Shell rot or ulcerative shell disease is an infection to a tortoises shell. It occurs when bacteria, fungi, or algae infects the blood vessels of their shell. Tortoise shell rot can effect the carapace and the plastron of the shell and it’s mainly caused by the tortoise living in a dirty environment that doesn’t get regularly cleaned.
Bacteria thrives in these conditions thus making it possible for a tortoises shell to become infected.

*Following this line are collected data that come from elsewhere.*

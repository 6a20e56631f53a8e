//! On-disk pf anchors: apply, remove, export and reload.

use std::path::{Path, PathBuf};

use crate::domain::{render, AppName, FirewallRule};
use crate::error::Result;
use crate::fsutil;
use crate::ports::PacketFilterPort;

use super::registration::MainConfig;

/// Owns the anchor directory and drives filter reloads.
///
/// Every blocked application has exactly one file, `<anchor_dir>/<slug>.conf`;
/// applying again overwrites it.
pub struct AnchorStore<F: PacketFilterPort> {
    anchor_dir: PathBuf,
    main_config: MainConfig,
    filter: F,
}

impl<F: PacketFilterPort> AnchorStore<F> {
    pub fn new(anchor_dir: PathBuf, pf_conf: PathBuf, filter: F) -> Self {
        let lock_path = anchor_dir.join(".registration.lock");
        Self {
            anchor_dir,
            main_config: MainConfig::new(pf_conf, lock_path),
            filter,
        }
    }

    /// Path of the anchor file for an application.
    pub fn anchor_path(&self, app: &AppName) -> PathBuf {
        self.anchor_dir.join(app.file_name())
    }

    /// Apply rules for an application.
    ///
    /// With `dry_run`, returns the rule text without touching disk or the
    /// filter. Otherwise the anchor file is replaced, registered and the
    /// filter reloaded; any failure before the reload aborts it.
    pub async fn apply(
        &self,
        app: &AppName,
        rules: &[FirewallRule],
        dry_run: bool,
    ) -> Result<Option<String>> {
        let text = render(rules);
        if dry_run {
            return Ok(Some(text));
        }

        self.install(app, &text).await?;
        self.reload().await?;

        tracing::info!("Applied {} rule(s) for {}", rules.len(), app);
        Ok(None)
    }

    /// Write and register an anchor without reloading.
    ///
    /// Used to batch several installs behind a single reload. If registration
    /// fails, the anchor file is put back the way it was before the call.
    pub async fn install(&self, app: &AppName, text: &str) -> Result<()> {
        fsutil::ensure_dir(&self.anchor_dir).await?;

        let path = self.anchor_path(app);
        let previous = fsutil::read_optional(&path).await?;
        fsutil::write_atomic(&path, text.as_bytes()).await?;

        if let Err(e) = self
            .main_config
            .set_loaded(&app.anchor_name(), &path, true)
            .await
        {
            let restored = match &previous {
                Some(old) => fsutil::write_atomic(&path, old.as_bytes()).await,
                None => fsutil::remove_if_exists(&path).await.map(|_| ()),
            };
            if let Err(restore_err) = restored {
                tracing::warn!("Could not roll back {}: {}", path.display(), restore_err);
            }
            return Err(e);
        }
        Ok(())
    }

    /// Remove an application's anchor.
    ///
    /// Returns `false` (and does not reload) when nothing was blocked. The
    /// `load anchor` directive goes before the file does, so the main
    /// configuration never points at a missing anchor.
    ///
    /// If the reload fails, the anchor is reinstalled so disk keeps matching
    /// the rules pf still enforces and the removal can be retried.
    pub async fn remove(&self, app: &AppName) -> Result<bool> {
        let path = self.anchor_path(app);
        let previous = fsutil::read_optional(&path).await?;

        let unregistered = if self.main_config.path().exists() {
            self.main_config
                .set_loaded(&app.anchor_name(), &path, false)
                .await?
        } else {
            false
        };
        let removed = fsutil::remove_if_exists(&path).await?;

        if removed || unregistered {
            if let Err(e) = self.reload().await {
                if let Some(text) = &previous {
                    if let Err(restore_err) = self.install(app, text).await {
                        tracing::warn!("Could not reinstall anchor for {}: {}", app, restore_err);
                    }
                }
                return Err(e);
            }
        }

        if removed {
            tracing::info!("Removed anchor for {}", app);
        } else {
            tracing::debug!("No anchor for {}", app);
        }
        Ok(removed)
    }

    /// Remove every anchor, reloading once. Returns how many were removed.
    pub async fn remove_all(&self) -> Result<usize> {
        let apps = self.list().await?;

        let unregistered = if self.main_config.path().exists() {
            self.main_config.unload_all().await?
        } else {
            false
        };
        for app in &apps {
            fsutil::remove_if_exists(&self.anchor_path(app)).await?;
        }

        if !apps.is_empty() || unregistered {
            self.reload().await?;
        }

        tracing::info!("Removed {} anchor(s)", apps.len());
        Ok(apps.len())
    }

    /// Applications with a live anchor, sorted.
    pub async fn list(&self) -> Result<Vec<AppName>> {
        let stems = fsutil::list_conf_files(&self.anchor_dir).await?;
        Ok(stems
            .iter()
            .filter_map(|stem| match AppName::parse(stem) {
                Ok(app) => Some(app),
                Err(e) => {
                    tracing::warn!("Ignoring foreign anchor file '{}.conf': {}", stem, e);
                    None
                }
            })
            .collect())
    }

    /// Current rule text of an application's anchor.
    pub async fn read(&self, app: &AppName) -> Result<Option<String>> {
        fsutil::read_optional(&self.anchor_path(app)).await
    }

    /// Write every anchor into one file, each preceded by `# <app>`.
    ///
    /// Returns the number of anchors exported.
    pub async fn export(&self, path: &Path) -> Result<usize> {
        let apps = self.list().await?;
        let mut out = String::new();

        for app in &apps {
            let Some(text) = self.read(app).await? else {
                continue;
            };
            out.push_str(&format!("# {}\n", app));
            out.push_str(&text);
            if !text.ends_with('\n') {
                out.push('\n');
            }
            out.push('\n');
        }

        fsutil::write_atomic(path, out.as_bytes()).await?;
        tracing::info!("Exported {} anchor(s) to {}", apps.len(), path.display());
        Ok(apps.len())
    }

    /// Fail early when this process is not allowed to change the filter.
    pub fn ensure_privileged(&self) -> Result<()> {
        self.filter.ensure_privileged()
    }

    /// Reload the live filter from the main configuration.
    pub async fn reload(&self) -> Result<()> {
        self.filter.reload(self.main_config.path()).await
    }
}
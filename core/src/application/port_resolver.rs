//! Process identity to local port set resolution.

use std::collections::BTreeMap;

use crate::domain::{NetworkProcess, PortSet, ProcessEntry};
use crate::error::Result;
use crate::ports::ConnectionTablePort;

/// Resolves the local ports a process holds through established connections.
pub struct PortResolver<C: ConnectionTablePort> {
    connections: C,
}

impl<C: ConnectionTablePort> PortResolver<C> {
    pub fn new(connections: C) -> Self {
        Self { connections }
    }

    /// Local ports of the established connections owned by `pid`.
    ///
    /// An empty set is a normal result: the process simply has no live
    /// connections yet, and callers fall back to a uid rule.
    pub async fn ports(&self, pid: u32) -> Result<PortSet> {
        let ports: PortSet = self
            .connections
            .established()
            .await?
            .iter()
            .filter(|c| c.pid == pid)
            .map(|c| c.local_port)
            .collect();

        tracing::debug!("pid {} holds ports {}", pid, ports);
        Ok(ports)
    }

    /// Every process holding at least one established connection.
    ///
    /// `processes` supplies owning uids; a pid missing from it (exited since
    /// the scan) is still listed, without a uid. Sorted by name, then pid.
    pub async fn network_processes(&self, processes: &[ProcessEntry]) -> Result<Vec<NetworkProcess>> {
        let mut by_pid: BTreeMap<u32, NetworkProcess> = BTreeMap::new();

        for conn in self.connections.established().await? {
            by_pid
                .entry(conn.pid)
                .or_insert_with(|| {
                    let entry = processes.iter().find(|p| p.pid == conn.pid);
                    NetworkProcess {
                        pid: conn.pid,
                        uid: entry.map(|p| p.uid),
                        name: conn.process_name.clone(),
                        ports: PortSet::new(),
                    }
                })
                .ports
                .insert(conn.local_port);
        }

        let mut list: Vec<NetworkProcess> = by_pid.into_values().collect();
        list.sort_by(|a, b| {
            a.name
                .to_lowercase()
                .cmp(&b.name.to_lowercase())
                .then(a.pid.cmp(&b.pid))
        });
        Ok(list)
    }
}

#[cfg(test)]
mod tests {
    use super::*;
    use crate::testing::{connection, MockConnections};

    #[tokio::test]
    async fn test_ports_filters_by_pid_and_sorts() {
        let resolver = PortResolver::new(MockConnections::new(vec![
            connection(501, "chrome", 443),
            connection(733, "zoom", 8801),
            connection(501, "chrome", 80),
            connection(501, "chrome", 443),
        ]));

        let ports = resolver.ports(501).await.unwrap();
        assert_eq!(ports.iter().collect::<Vec<_>>(), vec![80, 443]);
    }

    #[tokio::test]
    async fn test_no_connections_is_empty_not_error() {
        let resolver = PortResolver::new(MockConnections::new(vec![connection(733, "zoom", 8801)]));

        let ports = resolver.ports(501).await.unwrap();
        assert!(ports.is_empty());
    }

    #[tokio::test]
    async fn test_network_processes_groups_by_pid() {
        let resolver = PortResolver::new(MockConnections::new(vec![
            connection(733, "zoom.us", 8801),
            connection(501, "Google Chrome", 443),
            connection(501, "Google Chrome", 52344),
            connection(999, "curl", 40000),
        ]));
        let processes = vec![
            ProcessEntry::new(501, 501, "Google Chrome"),
            ProcessEntry::new(733, 502, "zoom.us"),
        ];

        let list = resolver.network_processes(&processes).await.unwrap();
        let names: Vec<&str> = list.iter().map(|p| p.name.as_str()).collect();
        assert_eq!(names, vec!["curl", "Google Chrome", "zoom.us"]);

        assert_eq!(list[0].uid, None);
        assert_eq!(list[1].uid, Some(501));
        assert_eq!(list[1].ports.len(), 2);
        assert_eq!(list[2].uid, Some(502));
    }
}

Shell rot is also more likely to occur when your tortoise is poorly and their immune system is compromised, as they will struggle to fight bacteria.
Let’s look at how to recognize the symptoms of tortoise shell rot so you can stop it before any damage is done.
What Are The Symptoms Of Tortoise Shell Rot?
The longer that infection exists in the tortoise, the more damage will be done as the infection spreads into the deep tissue. To recognize shell rot in your tortoise look out for the following symptoms :
- Smelly discharge coming from the shell
- The shell plates appearing soft or lifting off
- Red coloured fluid being visible the plates of the shell
- Soft areas or pitting under the surface of the shell
- Shell appearing cracked
Shell rot must be treated as soon as you recognize the symptoms as it can lead to deep-seated shell abscesses which would require surgical intervention if left untreated.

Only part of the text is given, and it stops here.